Natal no chão de barro
Juca era um franzino e esperto menino que mesmo aos seus sete aninhos, muito já tinha vivido. Ainda que normalmente animado, certo dia se encontrava triste e de olhos caídos. O Papai Noel, de tamanha tristeza era o motivo. O bom velhinho, que sempre visitava a comunidade onde Juca morava e que em todas as manhãs de Natal, não faltava, distribuindo brinquedos e cestas básicas, não havia chegado ainda, naquela chuvosa tarde de dezembro.
- Pô mãe, o Papai Noel não vai vir nesse Natal não? - Perguntou Juca, enquanto brincava com a colher, tentando algum fragmento de galinha no prato encontrar, em meio aos ossos algo que pudesse mastigar, na sopa de pescoço que lhe fora servido como almoço.
- Não sei menino, já esqueceu que o morro tá em guerra? Do jeito que a comunidade anda perigosa, tá arriscado sequestrarem o Papai Noel e ainda roubarem os presentes. – Respondeu a mãe irritada, olhando pela janela do barraco de tábuas pregadas, que se espremia entre centenas de outros.
- Puxa vida mãe, será que nem o Papai Noel pode mais subir o morro? Pede pros caras deixar ele vir aqui mãe, por favor!
- Tá doido garoto? Eu lá vou lá me meter com essa bandidagem? Quer ficar órfão de mãe também? O Papai Noel já deve estar chegando, vai ver que ficou preso no trânsito.
- Mas ele sempre vem de manhã mãe, ano passado ele chegou bem cedo, a gente ainda nem tinha café da manhã pra comer. Respondeu Juca irritadiço.
- Deixa de conversa e toma logo essa sopa antes que esfrie menino. O gás acabou e a lenha que restou tá toda molhada da chuva, não dá pra esquentar não!
- Mas mãe se ele não vier eu não vou ganhar meu presente, e a gente só vai ter essa droga sopa de osso nojenta pra comer!
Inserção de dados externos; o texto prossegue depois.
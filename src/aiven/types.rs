//! Aiven Kafka Types
//!
//! Value types for the control-plane inventories and the wire schemas they
//! are decoded from.

use serde::Deserialize;
use std::cmp::Ordering;
use std::collections::HashSet;
use std::hash::{Hash, Hasher};
use tracing::warn;

use crate::pattern::{in_team_scope, is_operator_managed};

/// The superuser every Aiven Kafka service is created with
pub const SUPERUSER: &str = "avnadmin";

/// Topics with this prefix are Kafka-internal (`__consumer_offsets`, ...)
pub const INTERNAL_TOPIC_PREFIX: &str = "__";

/// Topics containing this marker belong to stream applications
pub const STREAM_TOPIC_MARKER: &str = "_stream_";

/// ACL permission level
#[derive(Debug, Clone, Copy, PartialEq, Eq, Hash, PartialOrd, Ord, Deserialize)]
#[serde(rename_all = "lowercase")]
pub enum Permission {
    Read,
    Write,
    ReadWrite,
    Admin,
}

impl std::fmt::Display for Permission {
    fn fmt(&self, f: &mut std::fmt::Formatter<'_>) -> std::fmt::Result {
        match self {
            Permission::Read => write!(f, "read"),
            Permission::Write => write!(f, "write"),
            Permission::ReadWrite => write!(f, "readwrite"),
            Permission::Admin => write!(f, "admin"),
        }
    }
}

/// Aiven service user type
#[derive(Debug, Clone, Copy, PartialEq, Eq, Hash, Deserialize)]
pub enum UserType {
    #[serde(rename = "normal")]
    Normal,
    #[serde(rename = "service-account", alias = "service_account")]
    ServiceAccount,
    #[serde(rename = "admin", alias = "primary")]
    Admin,
}

/// An ACL grant binding a username pattern to a topic pattern
///
/// Equality and hashing ignore `id`: two grants with the same permission,
/// topic and username are the same grant for reconciliation purposes. The
/// id is only needed to address the delete call.
#[derive(Debug, Clone, Deserialize)]
pub struct Acl {
    pub id: String,
    pub permission: Permission,
    pub topic: String,
    pub username: String,
}

impl Acl {
    pub fn new(
        id: impl Into<String>,
        permission: Permission,
        topic: impl Into<String>,
        username: impl Into<String>,
    ) -> Self {
        Self {
            id: id.into(),
            permission,
            topic: topic.into(),
            username: username.into(),
        }
    }

    fn key(&self) -> (&str, &str, Permission) {
        (&self.username, &self.topic, self.permission)
    }
}

impl PartialEq for Acl {
    fn eq(&self, other: &Self) -> bool {
        self.key() == other.key()
    }
}

impl Eq for Acl {}

impl Hash for Acl {
    fn hash<H: Hasher>(&self, state: &mut H) {
        self.key().hash(state);
    }
}

impl PartialOrd for Acl {
    fn partial_cmp(&self, other: &Self) -> Option<Ordering> {
        Some(self.cmp(other))
    }
}

impl Ord for Acl {
    fn cmp(&self, other: &Self) -> Ordering {
        self.key().cmp(&other.key())
    }
}

impl std::fmt::Display for Acl {
    fn fmt(&self, f: &mut std::fmt::Formatter<'_>) -> std::fmt::Result {
        write!(
            f,
            "Acl(id={}, permission={}, topic={}, username={})",
            self.id, self.permission, self.topic, self.username
        )
    }
}

/// A Kafka service user; identity is the username
#[derive(Debug, Clone, Deserialize)]
pub struct User {
    pub username: String,
    #[serde(rename = "type")]
    pub user_type: UserType,
}

impl User {
    pub fn new(username: impl Into<String>, user_type: UserType) -> Self {
        Self {
            username: username.into(),
            user_type,
        }
    }
}

impl PartialEq for User {
    fn eq(&self, other: &Self) -> bool {
        self.username == other.username
    }
}

impl Eq for User {}

impl Hash for User {
    fn hash<H: Hasher>(&self, state: &mut H) {
        self.username.hash(state);
    }
}

impl std::fmt::Display for User {
    fn fmt(&self, f: &mut std::fmt::Formatter<'_>) -> std::fmt::Result {
        write!(f, "User(username={}, type={:?})", self.username, self.user_type)
    }
}

/// One consistent read of a Kafka service
#[derive(Debug, Clone, Default)]
pub struct ServiceSnapshot {
    pub acls: HashSet<Acl>,
    /// Every grant as fetched, including value-equal grants with distinct ids
    pub grants: Vec<Acl>,
    pub topics: HashSet<String>,
    /// Operator-managed users only, already team scoped
    pub users: HashSet<User>,
}

// ============================================================
// Wire Schemas
// ============================================================

#[derive(Debug, Deserialize)]
pub(crate) struct ServiceResponse {
    pub service: ServiceBody,
}

#[derive(Debug, Deserialize)]
pub(crate) struct ServiceBody {
    pub acl: Vec<Acl>,
    pub topics: Vec<TopicEntry>,
    pub users: Vec<User>,
}

#[derive(Debug, Deserialize)]
pub(crate) struct TopicEntry {
    pub topic_name: String,
}

#[derive(Debug, Deserialize)]
pub(crate) struct AclListResponse {
    pub acl: Vec<Acl>,
}

#[derive(Debug, Deserialize)]
pub(crate) struct TopicListResponse {
    pub topics: Vec<TopicEntry>,
}

impl ServiceBody {
    /// Build a snapshot, keeping only operator-managed users within the team scope
    pub(crate) fn into_snapshot(self, team: Option<&str>) -> ServiceSnapshot {
        let users = self
            .users
            .into_iter()
            .filter(|u| {
                if !is_operator_managed(&u.username) {
                    warn!(
                        username = %u.username,
                        "Ignoring {}, since it did not match any pattern", u.username
                    );
                    return false;
                }
                in_team_scope(&u.username, team)
            })
            .collect();

        ServiceSnapshot {
            acls: self.acl.iter().cloned().collect(),
            grants: self.acl,
            topics: self.topics.into_iter().map(|t| t.topic_name).collect(),
            users,
        }
    }
}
- Cala essa boca garoto! - Esbravejou a mãe, em uma mistura de tristeza, ira e angústia, violentamente lançando as costas da mão no rosto de Juca, que teve seu frágil corpo lançado no chão feito jaca madura. A caldeira e o prato caíram por cima do menino, levando consigo o que seria a única refeição daquele Natal.
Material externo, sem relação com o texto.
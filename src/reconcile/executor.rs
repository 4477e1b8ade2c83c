//! Deletion Executor
//!
//! Applies deletions one at a time. The first failure aborts the rest of
//! the batch; whatever was deleted before it stays deleted, and a re-run
//! recomputes what is left.

use std::collections::HashSet;
use tracing::{info, warn};

use crate::aiven::{Acl, ControlPlane};
use crate::error::{ReaperError, Result};

pub struct DeletionExecutor<'a, C: ?Sized> {
    control_plane: &'a C,
    dry_run: bool,
}

impl<'a, C: ControlPlane + ?Sized> DeletionExecutor<'a, C> {
    pub fn new(control_plane: &'a C, dry_run: bool) -> Self {
        Self {
            control_plane,
            dry_run,
        }
    }

    /// Delete (or report) every fetched grant equal to a decided one
    ///
    /// Decisions compare grants by value, so one decision may cover several
    /// grants that differ only in id. Returns how many grants were handled.
    pub async fn delete_acls(&self, decided: &HashSet<Acl>, grants: &[Acl]) -> Result<usize> {
        let mut ordered: Vec<&Acl> = grants.iter().filter(|a| decided.contains(*a)).collect();
        ordered.sort_by(|a, b| a.cmp(b).then_with(|| a.id.cmp(&b.id)));

        for acl in &ordered {
            if self.dry_run {
                info!("Would have deleted {}", acl);
                continue;
            }

            warn!("Deleting {}", acl);
            self.control_plane
                .delete_acl(acl)
                .await
                .map_err(|e| ReaperError::Deletion {
                    item: acl.to_string(),
                    source: Box::new(e),
                })?;
        }

        Ok(ordered.len())
    }

    /// Delete (or report) each user; returns how many were handled
    pub async fn delete_users(&self, usernames: &HashSet<String>) -> Result<usize> {
        let mut ordered: Vec<&String> = usernames.iter().collect();
        ordered.sort();

        for username in &ordered {
            if self.dry_run {
                info!("Would have deleted {}", username);
                continue;
            }

            warn!("Deleting {}", username);
            self.control_plane
                .delete_user(username)
                .await
                .map_err(|e| ReaperError::Deletion {
                    item: format!("user {}", username),
                    source: Box::new(e),
                })?;
        }

        Ok(ordered.len())
    }
}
- Aaaai mãe! Você me machucou!!! – Respondeu o menino chorando, de sopa banhado , com o corpo no chão ainda estirado e a mão sobre o rosto ardido, limpando o sangue no canto da boca extraído, pelo golpe materno contra ele desferido.
Num rompante, seus olhos arregalaram quando enfim ouviu o som conhecido, o ansiosamente esperado sino, da Kombi que sempre trazia os presentes natalinos.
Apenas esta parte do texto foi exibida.